Task: Show each line of the records in which the word "failed" occurs.

(Saved data entries)
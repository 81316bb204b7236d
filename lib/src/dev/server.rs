use std::net::{SocketAddr, ToSocketAddrs};

use tiny_http::{Header, Method, Request, Server, StatusCode};

use crate::error::{Chainable, Result};
use super::{Orchestrator, Response};

/// How many consecutive ports to try when the configured one is taken.
pub const MAX_PORT_RETRIES: u16 = 10;

/// A bound dev server.
pub struct Bound {
    pub server: Server,
    pub addr: SocketAddr,
}

/// Binds `host:port`, moving on to the following ports while they are in
/// use.
pub fn bind(host: &str, port: u16) -> Result<Bound> {
    let mut last_error = None;
    for offset in 0..MAX_PORT_RETRIES {
        let port = port.saturating_add(offset);
        let addr = (host, port).to_socket_addrs()
            .chain_with(|| error!("invalid dev server address", "host" => host, "port" => port))?
            .next()
            .ok_or_else(|| error!("dev server host did not resolve", "host" => host))?;

        match Server::http(addr) {
            Ok(server) => {
                if offset > 0 {
                    log::warn!(target: "wren::dev", "port {} in use, using {} instead", port - offset, port);
                }

                return Ok(Bound { server, addr });
            }
            Err(e) => last_error = Some(e),
        }
    }

    let error = error! {
        "failed to bind the dev server",
        "host" => host,
        "ports" => format!("{}-{}", port, port.saturating_add(MAX_PORT_RETRIES - 1)),
    };

    match last_error {
        Some(e) => Err(crate::error::Error::from(e).chain(error)),
        None => Err(error),
    }
}

/// Answers requests until the server is unblocked. Each request is handled
/// to completion on this thread.
pub fn serve(orchestrator: &Orchestrator, bound: Bound) {
    log::info!(target: "wren::dev", "serving at http://{}", bound.addr);
    for request in bound.server.incoming_requests() {
        respond(orchestrator, request);
    }
}

fn respond(orchestrator: &Orchestrator, request: Request) {
    let response = match request.method() {
        Method::Get | Method::Head => orchestrator.handle(request.url()),
        _ => Response::method_not_allowed(),
    };

    log::debug!(target: "wren::dev", "{} {} -> {}", request.method(), request.url(), response.status);

    let mut http = tiny_http::Response::from_data(response.body)
        .with_status_code(StatusCode(response.status));

    for (name, value) in &response.headers {
        match Header::from_bytes(name.as_bytes(), value.as_bytes()) {
            Ok(header) => http.add_header(header),
            Err(()) => log::warn!(target: "wren::dev", "dropping invalid header {name}"),
        }
    }

    if let Err(e) = request.respond(http) {
        log::warn!(target: "wren::dev", "failed to send response: {e}");
    }
}
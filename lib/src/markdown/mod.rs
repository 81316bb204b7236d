mod plugin;

use std::fmt::Debug;

use pulldown_cmark::{html, Options, Parser};

use crate::error::Result;

pub use plugin::{Plugin, LineBreaks};

/// Converts markdown text to HTML.
pub trait MarkdownRenderer: Send + Sync + Debug {
    fn to_html(&self, text: &str) -> Result<String>;
}

/// CommonMark with the usual extensions, via `pulldown-cmark`.
#[derive(Debug, Clone, Copy)]
pub struct CommonMark<P = LineBreaks> {
    options: Options,
    plugin: P,
}

impl Default for CommonMark {
    fn default() -> Self {
        CommonMark::with_plugin(LineBreaks)
    }
}

impl<P: Plugin> CommonMark<P> {
    pub fn with_plugin(plugin: P) -> Self {
        let options = Options::ENABLE_TABLES
            | Options::ENABLE_FOOTNOTES
            | Options::ENABLE_STRIKETHROUGH
            | Options::ENABLE_TASKLISTS
            | Options::ENABLE_HEADING_ATTRIBUTES;

        CommonMark { options, plugin }
    }
}

impl<P: Plugin + Debug> MarkdownRenderer for CommonMark<P> {
    fn to_html(&self, text: &str) -> Result<String> {
        let input = self.plugin.preprocess(text)?;
        let parser = Parser::new_ext(&input, self.options)
            .map(|event| self.plugin.remap(event));

        let mut output = String::with_capacity(input.len() * 3 / 2);
        html::push_html(&mut output, parser);
        Ok(output)
    }
}

/// Converts plain text to HTML by turning every newline into `<br>\n`.
#[derive(Debug, Default, Clone, Copy)]
pub struct PlainText;

impl MarkdownRenderer for PlainText {
    fn to_html(&self, text: &str) -> Result<String> {
        Ok(text.replace("\r\n", "\n").replace('\n', "<br>\n"))
    }
}

#[cfg(test)]
mod tests {
    use super::*;

    #[test]
    fn markdown_extensions_are_enabled() {
        let html = CommonMark::default().to_html("# Hi\n\n~~gone~~\n\n| a |\n|---|\n| b |\n").unwrap();
        assert!(html.contains("<h1>Hi</h1>"));
        assert!(html.contains("<del>gone</del>"));
        assert!(html.contains("<table>"));
    }

    #[test]
    fn explicit_breaks_get_a_newline() {
        let input = LineBreaks.preprocess("one<br>two").unwrap();
        assert_eq!(input, "one<br>\ntwo");
        assert!(matches!(LineBreaks.preprocess("plain").unwrap(), std::borrow::Cow::Borrowed(_)));
    }

    #[test]
    fn plain_text_breaks_lines() {
        assert_eq!(PlainText.to_html("a\nb\r\nc").unwrap(), "a<br>\nb<br>\nc");
    }
}
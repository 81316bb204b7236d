use std::sync::Arc;
use std::path::{Path, PathBuf};
use std::{fs, fmt};

use rustc_hash::FxHashMap;

use crate::error::Result;

#[derive(Copy, Clone, PartialEq, Eq, Hash)]
pub struct EntryId(pub(crate) usize);

/// A snapshot of a directory tree, minus pruned subtrees.
#[derive(Debug)]
pub struct FsTree {
    root: PathBuf,
    entries: Vec<Entry>,
    map: FxHashMap<Arc<Path>, EntryId>,
}

#[derive(Debug)]
pub struct Entry {
    pub id: EntryId,
    /// Absolute (or root-joined) path to the entry.
    pub path: Arc<Path>,
    /// Path relative to the tree's root. Empty for the root itself.
    pub relative: Arc<Path>,
    pub file_name: String,
    pub file_type: fs::FileType,
    pub depth: usize,
}

impl FsTree {
    pub fn build<P: AsRef<Path>>(root: P) -> Result<Self> {
        Self::build_with(root, |_, _| false)
    }

    /// Walks `root`, calling `prune(relative_path, is_dir)` on every entry.
    /// Entries for which `prune` returns `true` are dropped; pruned
    /// directories are never descended into.
    pub fn build_with<P, F>(root: P, prune: F) -> Result<Self>
        where P: AsRef<Path>,
              F: Fn(&Path, bool) -> bool + Send + Sync + 'static,
    {
        use jwalk::WalkDirGeneric;

        let root = root.as_ref().to_path_buf();
        if !root.is_dir() {
            return err! {
                "project root must be an existing directory",
                "search root" => root.display(),
            };
        }

        let walk_root = root.clone();
        let walker = WalkDirGeneric::<((), ())>::new(&root)
            .skip_hidden(false)
            .sort(true)
            .process_read_dir(move |_, _, _, children| {
                children.retain(|child| match child {
                    Ok(e) => {
                        let path = e.parent_path.join(&e.file_name);
                        let relative = path.strip_prefix(&walk_root).unwrap_or(&path);
                        !prune(relative, e.file_type.is_dir())
                    }
                    Err(_) => false,
                });
            });

        let mut tree = FsTree {
            root: root.clone(),
            entries: vec![],
            map: FxHashMap::default(),
        };

        for entry in walker.into_iter().filter_map(|e| e.ok()) {
            tree.insert(entry);
        }

        if tree.len() == 0 {
            return err! {
                "file system tree discovery yielded zero files",
                "search root" => root.display(),
            }
        }

        Ok(tree)
    }

    pub fn len(&self) -> usize {
        self.entries.len()
    }

    pub fn is_empty(&self) -> bool {
        self.entries.is_empty()
    }

    /// Looks up an entry by its path relative to the root.
    pub fn get<P: AsRef<Path>>(&self, relative: P) -> Option<&Entry> {
        self.map.get(relative.as_ref()).map(|id| &self[*id])
    }

    pub fn iter(&self) -> impl Iterator<Item = &Entry> {
        self.entries.iter()
    }

    pub fn files(&self) -> impl Iterator<Item = &Entry> {
        self.iter().filter(|e| e.file_type.is_file())
    }

    fn insert(&mut self, entry: jwalk::DirEntry<((), ())>) {
        let path: Arc<Path> = Arc::from(entry.path().into_boxed_path());
        let relative: Arc<Path> = path.strip_prefix(&self.root)
            .map(Arc::from)
            .unwrap_or_else(|_| Arc::from(Path::new("")));

        let entry = Entry {
            id: EntryId(self.entries.len()),
            path,
            relative,
            file_type: entry.file_type,
            file_name: entry.file_name.to_string_lossy().into_owned(),
            depth: entry.depth,
        };

        self.map.insert(entry.relative.clone(), entry.id);
        self.entries.push(entry);
    }
}

impl Entry {
    /// File name without the extension.
    pub fn file_stem(&self) -> &str {
        match self.file_name.rsplit_once('.') {
            Some((left, _)) => left,
            None => &self.file_name,
        }
    }

    /// Path relative to the root of the tree.
    pub fn relative_path(&self) -> &Path {
        &self.relative
    }

    /// The relative path as a `/`-separated string.
    pub fn relative_str(&self) -> String {
        crate::util::slash_path(&self.relative)
    }
}

impl std::ops::Index<EntryId> for FsTree {
    type Output = Entry;

    fn index(&self, index: EntryId) -> &Self::Output {
        &self.entries[index.0]
    }
}

impl fmt::Debug for EntryId {
    fn fmt(&self, f: &mut fmt::Formatter<'_>) -> fmt::Result {
        self.0.fmt(f)
    }
}

#[cfg(test)]
mod tests {
    use std::fs;
    use super::*;

    #[test]
    fn pruned_directories_are_not_walked() {
        let dir = tempfile::tempdir().unwrap();
        fs::create_dir_all(dir.path().join("node_modules/pkg")).unwrap();
        fs::create_dir_all(dir.path().join("css")).unwrap();
        fs::write(dir.path().join("node_modules/pkg/index.html"), "x").unwrap();
        fs::write(dir.path().join("css/site.css"), "x").unwrap();
        fs::write(dir.path().join("index.html"), "x").unwrap();

        let tree = FsTree::build_with(dir.path(), |path, is_dir| {
            is_dir && path.ends_with("node_modules")
        }).unwrap();

        let files: Vec<_> = tree.files().map(|e| e.relative_str()).collect();
        assert_eq!(files, vec!["css/site.css", "index.html"]);
        assert!(tree.get("node_modules").is_none());
        assert_eq!(tree.get("css/site.css").unwrap().file_stem(), "site");
    }

    #[test]
    fn missing_root_is_an_error() {
        let dir = tempfile::tempdir().unwrap();
        assert!(FsTree::build(dir.path().join("nope")).is_err());
    }
}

Response to this exercise:
        "failed to bind the dev server",
        log::warn!(target: "wren::dev", "failed to send response: {e}");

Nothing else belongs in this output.